+++ Extracted records

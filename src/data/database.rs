//! SQLite-backed persistent cache
//!
//! All entity kinds share one `cached_entities` table keyed by
//! `(kind, entity_key)`. Records are stored as JSON payloads next to the
//! grouping key and timestamp the retention ceiling needs.

use async_trait::async_trait;
use sqlx::{Pool, Sqlite, SqlitePool};
use std::marker::PhantomData;
use std::path::Path;
use std::sync::Arc;
use tokio::sync::{broadcast, watch};

use super::context::MutationContext;
use super::models::{EntityKind, StoreKey, Storable};
use super::store::{LocalStore, WriteGuard, record_cache_size, spawn_logout_wipe};
use crate::error::AppError;

/// Connection pool for the cache database
#[derive(Clone)]
pub struct CacheDatabase {
    pool: Pool<Sqlite>,
}

impl CacheDatabase {
    /// Connect to the SQLite cache file
    ///
    /// Creates the file and its parent directory if missing and runs
    /// pending migrations.
    pub async fn connect(path: &Path) -> Result<Self, AppError> {
        if let Some(parent) = path.parent() {
            std::fs::create_dir_all(parent)
                .map_err(|e| AppError::Database(sqlx::Error::Io(e)))?;
        }

        let connection_string = format!("sqlite:{}?mode=rwc", path.display());
        let pool = SqlitePool::connect(&connection_string).await?;

        sqlx::migrate!("./migrations")
            .run(&pool)
            .await
            .map_err(|e| {
                tracing::error!("Migration failed: {}", e);
                AppError::Internal(anyhow::anyhow!("Migration failed: {}", e))
            })?;

        tracing::info!(path = %path.display(), "Cache database connected and migrated");

        Ok(Self { pool })
    }
}

/// Persistent local store for one entity kind
pub struct SqliteStore<R: Storable> {
    pool: Pool<Sqlite>,
    context: MutationContext,
    revision: Arc<watch::Sender<u64>>,
    _kind: PhantomData<fn() -> R>,
}

impl<R: Storable> SqliteStore<R> {
    /// Create a store that is wiped whenever `logout_events` fires
    pub fn open(
        database: &CacheDatabase,
        context: MutationContext,
        logout_events: broadcast::Receiver<()>,
    ) -> Arc<Self> {
        let (revision, _) = watch::channel(0);
        let store = Arc::new(Self {
            pool: database.pool.clone(),
            context,
            revision: Arc::new(revision),
            _kind: PhantomData,
        });
        spawn_logout_wipe::<Self, R>(Arc::downgrade(&store), logout_events);
        store
    }

    async fn count_rows(pool: &Pool<Sqlite>) -> Result<usize, AppError> {
        let count = sqlx::query_scalar::<_, i64>(
            "SELECT COUNT(*) FROM cached_entities WHERE kind = ?",
        )
        .bind(R::KIND.as_str())
        .fetch_one(pool)
        .await?;

        Ok(count.max(0) as usize)
    }
}

fn decode_payload<R: Storable>(payload: &str) -> Result<R, AppError> {
    serde_json::from_str(payload).map_err(AppError::from)
}

#[async_trait]
impl<R: Storable> LocalStore<R> for SqliteStore<R> {
    async fn upsert_guarded(&self, batch: Vec<R>, guard: &WriteGuard) -> Result<bool, AppError> {
        if batch.is_empty() {
            return Ok(guard.is_current());
        }

        let pool = self.pool.clone();
        let revision = self.revision.clone();
        let guard = guard.clone();
        let size = self
            .context
            .run(async move {
                if !guard.is_current() {
                    return Ok(None);
                }

                let kind = R::KIND.as_str();
                let mut tx = pool.begin().await?;
                let mut affected = 0u64;

                for record in &batch {
                    let payload = serde_json::to_string(record)?;
                    let group = record.group();

                    affected += sqlx::query(
                        r#"
                        INSERT INTO cached_entities
                            (kind, entity_key, group_key, timestamp_ms, payload)
                        VALUES (?, ?, ?, ?, ?)
                        ON CONFLICT(kind, entity_key) DO UPDATE SET
                            group_key = excluded.group_key,
                            timestamp_ms = excluded.timestamp_ms,
                            payload = excluded.payload
                        WHERE cached_entities.payload IS NOT excluded.payload
                        "#,
                    )
                    .bind(kind)
                    .bind(record.key().to_string())
                    .bind(&group)
                    .bind(record.timestamp().map(|at| at.timestamp_millis()))
                    .bind(&payload)
                    .execute(&mut *tx)
                    .await?
                    .rows_affected();

                    if let (Some(retention), Some(group)) = (R::SCHEMA.retention, group) {
                        let evicted = sqlx::query(
                            r#"
                            DELETE FROM cached_entities
                            WHERE kind = ? AND group_key = ? AND entity_key NOT IN (
                                SELECT entity_key FROM cached_entities
                                WHERE kind = ? AND group_key = ?
                                ORDER BY timestamp_ms DESC, entity_key DESC
                                LIMIT ?
                            )
                            "#,
                        )
                        .bind(kind)
                        .bind(&group)
                        .bind(kind)
                        .bind(&group)
                        .bind(retention.ceiling as i64)
                        .execute(&mut *tx)
                        .await?
                        .rows_affected();

                        if evicted > 0 {
                            tracing::debug!(kind, evicted, "Retention ceiling evicted entities");
                        }
                        affected += evicted;
                    }
                }

                tx.commit().await?;

                if affected > 0 {
                    revision.send_modify(|value| *value += 1);
                }
                Self::count_rows(&pool).await.map(Some)
            })
            .await?;

        let Some(size) = size else {
            tracing::debug!(kind = R::KIND.as_str(), "Batch dropped, session ended");
            return Ok(false);
        };
        record_cache_size(R::KIND, size);
        Ok(true)
    }

    async fn delete(&self, key: &StoreKey) -> Result<(), AppError> {
        let pool = self.pool.clone();
        let revision = self.revision.clone();
        let key = key.to_string();
        let size = self
            .context
            .run(async move {
                let removed =
                    sqlx::query("DELETE FROM cached_entities WHERE kind = ? AND entity_key = ?")
                        .bind(R::KIND.as_str())
                        .bind(&key)
                        .execute(&pool)
                        .await?
                        .rows_affected();

                if removed > 0 {
                    revision.send_modify(|value| *value += 1);
                }
                Self::count_rows(&pool).await
            })
            .await?;

        record_cache_size(R::KIND, size);
        Ok(())
    }

    async fn wipe(&self, kinds: &[EntityKind]) -> Result<(), AppError> {
        if !kinds.contains(&R::KIND) {
            return Ok(());
        }

        let pool = self.pool.clone();
        let revision = self.revision.clone();
        self.context
            .run(async move {
                let removed = sqlx::query("DELETE FROM cached_entities WHERE kind = ?")
                    .bind(R::KIND.as_str())
                    .execute(&pool)
                    .await?
                    .rows_affected();

                if removed > 0 {
                    revision.send_modify(|value| *value += 1);
                }
                Ok(())
            })
            .await?;

        record_cache_size(R::KIND, 0);
        Ok(())
    }

    async fn get(&self, key: &StoreKey) -> Result<Option<R>, AppError> {
        let payload = sqlx::query_scalar::<_, String>(
            "SELECT payload FROM cached_entities WHERE kind = ? AND entity_key = ?",
        )
        .bind(R::KIND.as_str())
        .bind(key.to_string())
        .fetch_optional(&self.pool)
        .await?;

        payload.as_deref().map(decode_payload).transpose()
    }

    async fn all(&self) -> Result<Vec<R>, AppError> {
        let payloads = sqlx::query_scalar::<_, String>(
            r#"
            SELECT payload FROM cached_entities
            WHERE kind = ?
            ORDER BY timestamp_ms DESC, entity_key DESC
            "#,
        )
        .bind(R::KIND.as_str())
        .fetch_all(&self.pool)
        .await?;

        payloads.iter().map(|payload| decode_payload(payload)).collect()
    }

    async fn count(&self) -> Result<usize, AppError> {
        Self::count_rows(&self.pool).await
    }

    fn changes(&self) -> watch::Receiver<u64> {
        self.revision.subscribe()
    }
}
//! Session state
//!
//! Handles:
//! - Account and selected-address tracking
//! - Logout events consumed by the local stores
//! - The `SessionProvider` contract the repositories gate on

pub mod session;

pub use session::{
    Account, AddressGrant, Profile, SelectedAddress, SessionManager, SessionProvider, SessionState,
};
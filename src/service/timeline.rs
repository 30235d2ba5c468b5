//! Timeline service
//!
//! The status feed repository plus the local mute rules applied on top
//! of it. Mute and unmute are local store mutations: no remote call, but
//! gated on login like every other mutation. Rule changes are
//! serialized on the service's own lane.

use chrono::Utc;
use std::sync::Arc;
use tokio::sync::Mutex;

use super::content::Timeline;
use super::filter::MuteRules;
use super::repository::{Outcome, Repository, SkipReason};
use crate::auth::SessionProvider;
use crate::data::{
    Address, LocalStore, MutedAddressRecord, MutedKeywordRecord, StatusRecord, StoreKey,
    WriteGuard,
};
use crate::error::AppError;
use crate::metrics::GATE_SKIPS_TOTAL;

/// Timeline service
pub struct TimelineService {
    session: Arc<dyn SessionProvider>,
    timeline: Arc<Repository<Timeline>>,
    muted_addresses: Arc<dyn LocalStore<MutedAddressRecord>>,
    muted_keywords: Arc<dyn LocalStore<MutedKeywordRecord>>,
    lane: Mutex<()>,
}

impl TimelineService {
    /// Create new timeline service
    pub fn new(
        session: Arc<dyn SessionProvider>,
        timeline: Arc<Repository<Timeline>>,
        muted_addresses: Arc<dyn LocalStore<MutedAddressRecord>>,
        muted_keywords: Arc<dyn LocalStore<MutedKeywordRecord>>,
    ) -> Self {
        Self {
            session,
            timeline,
            muted_addresses,
            muted_keywords,
            lane: Mutex::new(()),
        }
    }

    /// The underlying status repository
    pub fn repository(&self) -> &Arc<Repository<Timeline>> {
        &self.timeline
    }

    fn gate(&self, operation: &'static str) -> Result<WriteGuard, SkipReason> {
        let guard = self.session.write_guard();
        if self.session.is_logged_in() {
            return Ok(guard);
        }
        Err(Self::skipped(operation))
    }

    fn skipped(operation: &'static str) -> SkipReason {
        GATE_SKIPS_TOTAL
            .with_label_values(&["mute_rules", SkipReason::NotLoggedIn.as_str()])
            .inc();
        tracing::debug!(operation, "Mute rule change skipped");
        SkipReason::NotLoggedIn
    }

    /// Fetch the latest statuses into the cache
    pub async fn refresh(&self) -> Result<Outcome<usize>, AppError> {
        self.timeline.refresh().await
    }

    /// Cached statuses that pass the mute rules, newest first
    ///
    /// # Arguments
    /// * `limit` - Maximum results
    pub async fn visible_timeline(&self, limit: usize) -> Result<Vec<StatusRecord>, AppError> {
        let filter = self.mute_rules().await?.filter();

        Ok(self
            .timeline
            .cached()
            .await?
            .into_iter()
            .filter(|status| !filter.is_muted(status))
            .take(limit)
            .collect())
    }

    /// Current mute rules, newest first
    pub async fn mute_rules(&self) -> Result<MuteRules, AppError> {
        Ok(MuteRules {
            addresses: self.muted_addresses.all().await?,
            keywords: self.muted_keywords.all().await?,
        })
    }

    /// Mute an author
    ///
    /// Muting an already muted address returns the existing rule.
    pub async fn mute_address(
        &self,
        address: &str,
    ) -> Result<Outcome<MutedAddressRecord>, AppError> {
        let _lane = self.lane.lock().await;
        let guard = match self.gate("mute_address") {
            Ok(guard) => guard,
            Err(reason) => return Ok(Outcome::Skipped(reason)),
        };

        let address = Address::new(address);
        if address.is_empty() {
            return Err(AppError::Validation("address must not be empty".to_string()));
        }

        let key = StoreKey::single(address.as_str());
        if let Some(existing) = self.muted_addresses.get(&key).await? {
            return Ok(Outcome::Done(existing));
        }

        let rule = MutedAddressRecord {
            address,
            created_at: Utc::now(),
        };
        if !self
            .muted_addresses
            .upsert_guarded(vec![rule.clone()], &guard)
            .await?
        {
            return Ok(Outcome::Skipped(Self::skipped("mute_address")));
        }
        tracing::info!(address = %rule.address, "Address muted");
        Ok(Outcome::Done(rule))
    }

    /// Remove an author mute; `Done(false)` when it was not muted
    pub async fn unmute_address(&self, address: &str) -> Result<Outcome<bool>, AppError> {
        let _lane = self.lane.lock().await;
        if let Err(reason) = self.gate("unmute_address") {
            return Ok(Outcome::Skipped(reason));
        }

        let key = StoreKey::single(Address::new(address).as_str());
        if self.muted_addresses.get(&key).await?.is_none() {
            return Ok(Outcome::Done(false));
        }

        self.muted_addresses.delete(&key).await?;
        Ok(Outcome::Done(true))
    }

    /// Mute a keyword
    ///
    /// Keywords are trimmed and lowercased. Blank keywords are rejected;
    /// muting an already muted keyword returns the existing rule.
    pub async fn mute_keyword(
        &self,
        keyword: &str,
    ) -> Result<Outcome<MutedKeywordRecord>, AppError> {
        let _lane = self.lane.lock().await;
        let guard = match self.gate("mute_keyword") {
            Ok(guard) => guard,
            Err(reason) => return Ok(Outcome::Skipped(reason)),
        };

        let keyword = normalize_keyword(keyword);
        if keyword.is_empty() {
            return Err(AppError::Validation("keyword must not be blank".to_string()));
        }

        let key = StoreKey::single(&keyword);
        if let Some(existing) = self.muted_keywords.get(&key).await? {
            return Ok(Outcome::Done(existing));
        }

        let rule = MutedKeywordRecord {
            keyword,
            created_at: Utc::now(),
        };
        if !self
            .muted_keywords
            .upsert_guarded(vec![rule.clone()], &guard)
            .await?
        {
            return Ok(Outcome::Skipped(Self::skipped("mute_keyword")));
        }
        tracing::info!(keyword = %rule.keyword, "Keyword muted");
        Ok(Outcome::Done(rule))
    }

    /// Remove a keyword mute; `Done(false)` when it was not muted
    pub async fn unmute_keyword(&self, keyword: &str) -> Result<Outcome<bool>, AppError> {
        let _lane = self.lane.lock().await;
        if let Err(reason) = self.gate("unmute_keyword") {
            return Ok(Outcome::Skipped(reason));
        }

        let key = StoreKey::single(normalize_keyword(keyword));
        if self.muted_keywords.get(&key).await?.is_none() {
            return Ok(Outcome::Done(false));
        }

        self.muted_keywords.delete(&key).await?;
        Ok(Outcome::Done(true))
    }
}

fn normalize_keyword(keyword: &str) -> String {
    keyword.trim().to_lowercase()
}
//! Configuration management
//!
//! Loads configuration from:
//! 1. Default values
//! 2. Configuration file (config/default.toml, config/local.toml)
//! 3. Environment variables (override)

use serde::Deserialize;
use std::{net::IpAddr, path::PathBuf, time::Duration};

/// Main application configuration
#[derive(Debug, Clone, Deserialize)]
pub struct AppConfig {
    pub api: ApiConfig,
    pub sync: SyncConfig,
    pub cache: CacheConfig,
    #[serde(default)]
    pub auth: AuthConfig,
    pub logging: LoggingConfig,
}

/// Remote API configuration
#[derive(Debug, Clone, Deserialize)]
pub struct ApiConfig {
    /// Base URL of the hosting service API (e.g., "https://api.omg.lol")
    pub base_url: String,
    /// Per-request timeout in seconds
    pub timeout_seconds: u64,
    /// User-Agent header sent with every request
    pub user_agent: String,
}

impl ApiConfig {
    pub fn timeout(&self) -> Duration {
        Duration::from_secs(self.timeout_seconds)
    }
}

/// Background synchronization configuration
#[derive(Debug, Clone, Deserialize)]
pub struct SyncConfig {
    /// Interval between timeline polls in seconds (default: 30)
    pub poll_interval_seconds: u64,
    /// Interval at which push channels re-read remote lists (default: 60)
    pub updates_interval_seconds: u64,
}

impl SyncConfig {
    pub fn poll_interval(&self) -> Duration {
        Duration::from_secs(self.poll_interval_seconds)
    }

    pub fn updates_interval(&self) -> Duration {
        Duration::from_secs(self.updates_interval_seconds)
    }
}

impl Default for SyncConfig {
    fn default() -> Self {
        Self {
            poll_interval_seconds: 30,
            updates_interval_seconds: 60,
        }
    }
}

/// Local cache backend selector
#[derive(Debug, Clone, Deserialize, PartialEq, Eq, Default)]
#[serde(rename_all = "lowercase")]
pub enum CacheBackend {
    #[default]
    Memory,
    Sqlite,
}

/// Local cache configuration
#[derive(Debug, Clone, Deserialize)]
pub struct CacheConfig {
    /// Storage backend for cached entities
    #[serde(default)]
    pub backend: CacheBackend,
    /// Path to the SQLite cache file (sqlite backend only)
    pub path: Option<PathBuf>,
}

/// Headless sign-in configuration
///
/// The authorization-code exchange happens elsewhere; this only carries
/// an already issued token and the address to select.
#[derive(Debug, Clone, Deserialize, Default)]
pub struct AuthConfig {
    pub access_token: Option<String>,
    pub address: Option<String>,
}

/// Logging configuration
#[derive(Debug, Clone, Deserialize)]
pub struct LoggingConfig {
    /// Log level: trace, debug, info, warn, error
    pub level: String,
    /// Log format: "pretty" or "json"
    pub format: String,
}

impl AppConfig {
    /// Load configuration from file and environment
    ///
    /// # Loading Order
    /// 1. Default values
    /// 2. config/default.toml (if exists)
    /// 3. config/local.toml (if exists)
    /// 4. Environment variables (OMGSYNC__*)
    ///
    /// # Errors
    /// Returns error if configuration is invalid
    pub fn load() -> Result<Self, crate::error::AppError> {
        use config::{Config, Environment, File};

        let config = Config::builder()
            .set_default("api.base_url", "https://api.omg.lol")?
            .set_default("api.timeout_seconds", 30)?
            .set_default("api.user_agent", "omgsync/0.1.0")?
            .set_default("sync.poll_interval_seconds", 30)?
            .set_default("sync.updates_interval_seconds", 60)?
            .set_default("cache.backend", "memory")?
            .set_default("logging.level", "info")?
            .set_default("logging.format", "pretty")?
            .add_source(File::with_name("config/default").required(false))
            .add_source(File::with_name("config/local").required(false))
            .add_source(
                Environment::with_prefix("OMGSYNC")
                    .separator("__")
                    .try_parsing(true),
            )
            .build()
            .map_err(|e| crate::error::AppError::Config(e.to_string()))?;

        let app_config: Self = config
            .try_deserialize()
            .map_err(|e| crate::error::AppError::Config(e.to_string()))?;
        app_config.validate()?;
        Ok(app_config)
    }

    fn validate(&self) -> Result<(), crate::error::AppError> {
        let base_url = url::Url::parse(&self.api.base_url).map_err(|e| {
            crate::error::AppError::Config(format!("api.base_url is not a valid URL: {e}"))
        })?;
        let host = base_url.host_str().unwrap_or_default();

        if base_url.scheme() != "https" {
            if !is_local_host(host) {
                return Err(crate::error::AppError::Config(
                    "api.base_url must use https for non-local hosts".to_string(),
                ));
            }
            tracing::warn!(
                host = %normalized_host(host),
                "Using plain http against a local API host"
            );
        }

        if self.api.timeout_seconds == 0 {
            return Err(crate::error::AppError::Config(
                "api.timeout_seconds must be greater than 0".to_string(),
            ));
        }

        if self.sync.poll_interval_seconds == 0 || self.sync.updates_interval_seconds == 0 {
            return Err(crate::error::AppError::Config(
                "sync intervals must be greater than 0".to_string(),
            ));
        }

        if self.cache.backend == CacheBackend::Sqlite && self.cache.path.is_none() {
            return Err(crate::error::AppError::Config(
                "cache.path is required when cache.backend=sqlite".to_string(),
            ));
        }

        Ok(())
    }
}

fn normalized_host(host: &str) -> String {
    host.trim()
        .trim_start_matches('[')
        .trim_end_matches(']')
        .trim_end_matches('.')
        .to_ascii_lowercase()
}

fn is_local_host(host: &str) -> bool {
    let host = normalized_host(host);
    if host == "localhost" || host.ends_with(".localhost") {
        return true;
    }

    if let Ok(ip) = host.parse::<IpAddr>() {
        return ip.is_loopback() || ip.is_unspecified();
    }

    false
}
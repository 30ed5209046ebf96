/***************************************************************************************************
 * Copyright (c) 2020-2023 Qualcomm Innovation Center, Inc. All rights reserved.
 *
 * Permission is hereby granted, free of charge, to any person obtaining a copy of this software
 * and associated documentation files (the “Software”), to deal in the Software without
 * restriction, including without limitation the rights to use, copy, modify, merge, publish,
 * distribute, sublicense, and/or sell copies of the Software, and to permit persons to whom the
 * Software is furnished to do so, subject to the following conditions:
 *
 * The above copyright notice and this permission notice (including the next
 * paragraph) shall be included in all copies or substantial portions of the
 * Software.
 *
 * THE SOFTWARE IS PROVIDED “AS IS”, WITHOUT WARRANTY OF ANY KIND, EXPRESS OR IMPLIED, INCLUDING
 * BUT NOT LIMITED TO THE WARRANTIES OF MERCHANTABILITY, FITNESS FOR A PARTICULAR PURPOSE AND
 * NONINFRINGEMENT. IN NO EVENT SHALL THE AUTHORS OR COPYRIGHT HOLDERS BE LIABLE FOR ANY CLAIM,
 * DAMAGES OR OTHER LIABILITY, WHETHER IN AN ACTION OF CONTRACT, TORT OR OTHERWISE, ARISING FROM,
 * OUT OF OR IN CONNECTION WITH THE SOFTWARE OR THE USE OR OTHER DEALINGS IN THE SOFTWARE.
 **************************************************************************************************/
/***************************************************************************************************
 * CBOR Abstract Syntax Tree
 *
 * A fairly comprehensive deserializer for CBOR (RFC8949) with support for shared references,
 * string references and the common extension tags.
 **************************************************************************************************/
use std::cell::RefCell;
use std::cmp::Ordering;
use std::collections::{BTreeMap, BTreeSet};
use std::convert::TryFrom;
use std::hash::{Hash, Hasher};
use std::net::IpAddr;
use std::rc::Rc;

use chrono::{DateTime, FixedOffset};
use ipnetwork::IpNetwork;
use num_bigint::BigInt;
use num_rational::BigRational;
use regex::Regex;
use uuid::Uuid;

use crate::error::CBORError;

/// The data type for decoded CBOR items.
///
/// CBOR item representations are as follows:
///
/// - Positive and negative wire integers are stored as an `i128` (`Int`); bignums which do not
///   fit are stored as a `BigInt`
/// - All floating point widths are widened to `f64` on decode
/// - The bstr and tstr types are owned buffers
/// - Arrays, maps, sets and uninterpreted tags are held behind `Rc` cells. The cell for an
///   in-progress container is registered in the shareables table before its contents are
///   decoded, which is what allows a shared reference to resolve to a value that is still
///   being constructed (cyclic graphs). Aliasing, including self-reference, is therefore
///   observable through `Rc::ptr_eq`
/// - Immutable variants (`Tuple`, `FrozenMap`, `FrozenSet`) are produced wherever a value must
///   be usable as a map key
/// - The extension tag types (date/times, big numbers, regular expressions and so on) decode
///   into dedicated variants rather than uninterpreted tags
#[derive(Debug, Clone)]
pub enum CBOR {
    /// Wire integer, in [-2^64, 2^64).
    Int(i128),
    /// Bignum (tags 2/3) too large for `Int`.
    BigInt(BigInt),
    /// Any of the three floating point widths, widened.
    Float64(f64),
    /// Byte string.
    Bstr(Vec<u8>),
    /// Text string.
    Tstr(String),
    /// Mutable sequence.
    Array(Rc<RefCell<Vec<CBOR>>>),
    /// Immutable sequence, produced in key context.
    Tuple(Rc<Vec<CBOR>>),
    /// Mutable mapping.
    Map(Rc<RefCell<BTreeMap<CBOR, CBOR>>>),
    /// Immutable mapping, produced in key context.
    FrozenMap(Rc<BTreeMap<CBOR, CBOR>>),
    /// Mutable set (tag 258).
    Set(Rc<RefCell<BTreeSet<CBOR>>>),
    /// Immutable set (tag 258 in key context).
    FrozenSet(Rc<BTreeSet<CBOR>>),
    /// An uninterpreted tagged value. The cell is mutable so that a tag can be registered as
    /// shareable before its payload has been decoded.
    Tag(Rc<RefCell<CBORTag>>),
    /// Simple value in [0,19] or [32,255].
    Simple(u8),
    /// Simple value 20.
    False,
    /// Simple value 21.
    True,
    /// Simple value 22.
    Null,
    /// Simple value 23.
    Undefined,
    /// The 0xff break sentinel. Only seen by callers when a break marker appears outside any
    /// indefinite length item.
    Break,
    /// Date/time (tags 0 and 1).
    DateTime(DateTime<FixedOffset>),
    /// Decimal fraction (tag 4).
    Decimal(DecimalFraction),
    /// Bigfloat (tag 5).
    BigFloat(BigFloat),
    /// Rational number (tag 30).
    Rational(BigRational),
    /// Compiled regular expression (tag 35).
    Regex(Regex),
    /// Parsed MIME message (tag 36).
    Mime(MimeMessage),
    /// UUID (tag 37).
    Uuid(Uuid),
    /// IP address (tag 260).
    IpAddress(IpAddr),
    /// IP network (tag 261).
    IpNetwork(IpNetwork),
}
#[test]
fn sequence_key_becomes_tuple() {
    let mut expected = BTreeMap::new();
    expected.insert(CBOR::tuple(vec![CBOR::Int(1), CBOR::Int(2)]), CBOR::Int(3));
    assert_eq!(decoded("a182010203"), CBOR::map(expected));
}

#[test]
fn map_key_becomes_frozen() {
    let mut inner = BTreeMap::new();
    inner.insert(CBOR::from("a"), CBOR::from("b"));
    let mut expected = BTreeMap::new();
    expected.insert(CBOR::frozen_map(inner), CBOR::from("c"));
    assert_eq!(decoded("a1a1616161626163"), CBOR::map(expected));
}

#[test]
fn nested_keys_freeze_transitively() {
    // {{{1: 1}: {"nested": true}}: {"nested": false}}
    let mut innermost = BTreeMap::new();
    innermost.insert(CBOR::Int(1), CBOR::Int(1));
    let mut nested_true = BTreeMap::new();
    nested_true.insert(CBOR::from("nested"), CBOR::True);
    let mut key = BTreeMap::new();
    key.insert(
        CBOR::frozen_map(innermost),
        CBOR::frozen_map(nested_true),
    );
    let mut nested_false = BTreeMap::new();
    nested_false.insert(CBOR::from("nested"), CBOR::False);
    let mut expected = BTreeMap::new();
    // The value position is not a key, so the inner mapping there stays mutable
    expected.insert(CBOR::frozen_map(key), CBOR::map(nested_false));
    assert_eq!(
        decoded("a1a1a10101a1666e6573746564f5a1666e6573746564f4"),
        CBOR::map(expected)
    );
}

#[test]
fn streamed_string_key() {
    let mut expected = BTreeMap::new();
    expected.insert(CBOR::from("streaming"), CBOR::Int(1));
    assert_eq!(decoded("a17f657374726561646d696e67ff01"), CBOR::map(expected));
}

#[test]
fn tagged_key_with_tuple_payload() {
    let mut expected = BTreeMap::new();
    expected.insert(
        CBOR::tagged(6000, CBOR::tuple(vec![CBOR::Int(1), CBOR::Int(2)])),
        CBOR::Int(1),
    );
    assert_eq!(decoded("a1d9177082010201"), CBOR::map(expected));
}

/***************************************************************************************************
 * Tag 55799: self-describe
 **************************************************************************************************/

#[test]
fn self_describe_passthrough() {
    assert_eq!(decoded("d9d9f71903e8"), CBOR::Int(1000));
    assert_eq!(
        decoded("d9d9f7c249010000000000000000"),
        CBOR::Int(18446744073709551616)
    );
}

/***************************************************************************************************
 * Hooks
 **************************************************************************************************/

#[test]
fn unhandled_tag_passes_through() {
    assert_eq!(
        decoded("d917706548656c6c6f"),
        CBOR::tagged(6000, CBOR::from("Hello"))
    );
}

#[test]
fn registered_handler_overrides_a_tag() {
    let mut handler = TagHandler::new();
    handler.register(6000, |_decoder: &mut CBORDecoder<&[u8]>, value| match value {
        CBOR::Tstr(text) => Ok(CBOR::Tstr(text.chars().rev().collect())),
        other => Ok(other),
    });
    let bytes = hex::decode("d917706548656c6c6f").unwrap();
    let value = CBORDecoder::from_slice(&bytes)
        .with_tag_hook(Rc::new(handler))
        .decode()
        .unwrap();
    assert_eq!(value, CBOR::from("olleH"));
}

#[test]
fn replacement_hook_sees_every_tag() {
    struct EchoHook;

    impl<'buf> TagHook<&'buf [u8]> for EchoHook {
        fn handle(
            &self,
            _decoder: &mut CBORDecoder<&'buf [u8]>,
            tag: &Rc<RefCell<CBORTag>>,
        ) -> Result<CBOR> {
            let tag = tag.borrow();
            Ok(CBOR::array(vec![CBOR::from(tag.tag), tag.value.clone()]))
        }
    }

    // 1("not a timestamp") no longer decodes as an epoch instant
    let bytes = hex::decode("c16f6e6f7420612074696d657374616d70").unwrap();
    let value = CBORDecoder::from_slice(&bytes)
        .with_tag_hook(Rc::new(EchoHook))
        .decode()
        .unwrap();
    assert_eq!(
        value,
        CBOR::array(vec![CBOR::Int(1), CBOR::from("not a timestamp")])
    );
}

++++++

● Instructions to follow:
The answer should consist solely of the lines from the first line above through the one with "use super::context::MutationContext;", both included, repeated exactly.

● Output of the task:
filename src/data/database.rs
//! SQLite-backed persistent cache
//!
//! All entity kinds share one `cached_entities` table keyed by
//! `(kind, entity_key)`. Records are stored as JSON payloads next to the
//! grouping key and timestamp the retention ceiling needs.

use async_trait::async_trait;
use sqlx::{Pool, Sqlite, SqlitePool};
use std::marker::PhantomData;
use std::path::Path;
use std::sync::Arc;
use tokio::sync::{broadcast, watch};

use super::context::MutationContext;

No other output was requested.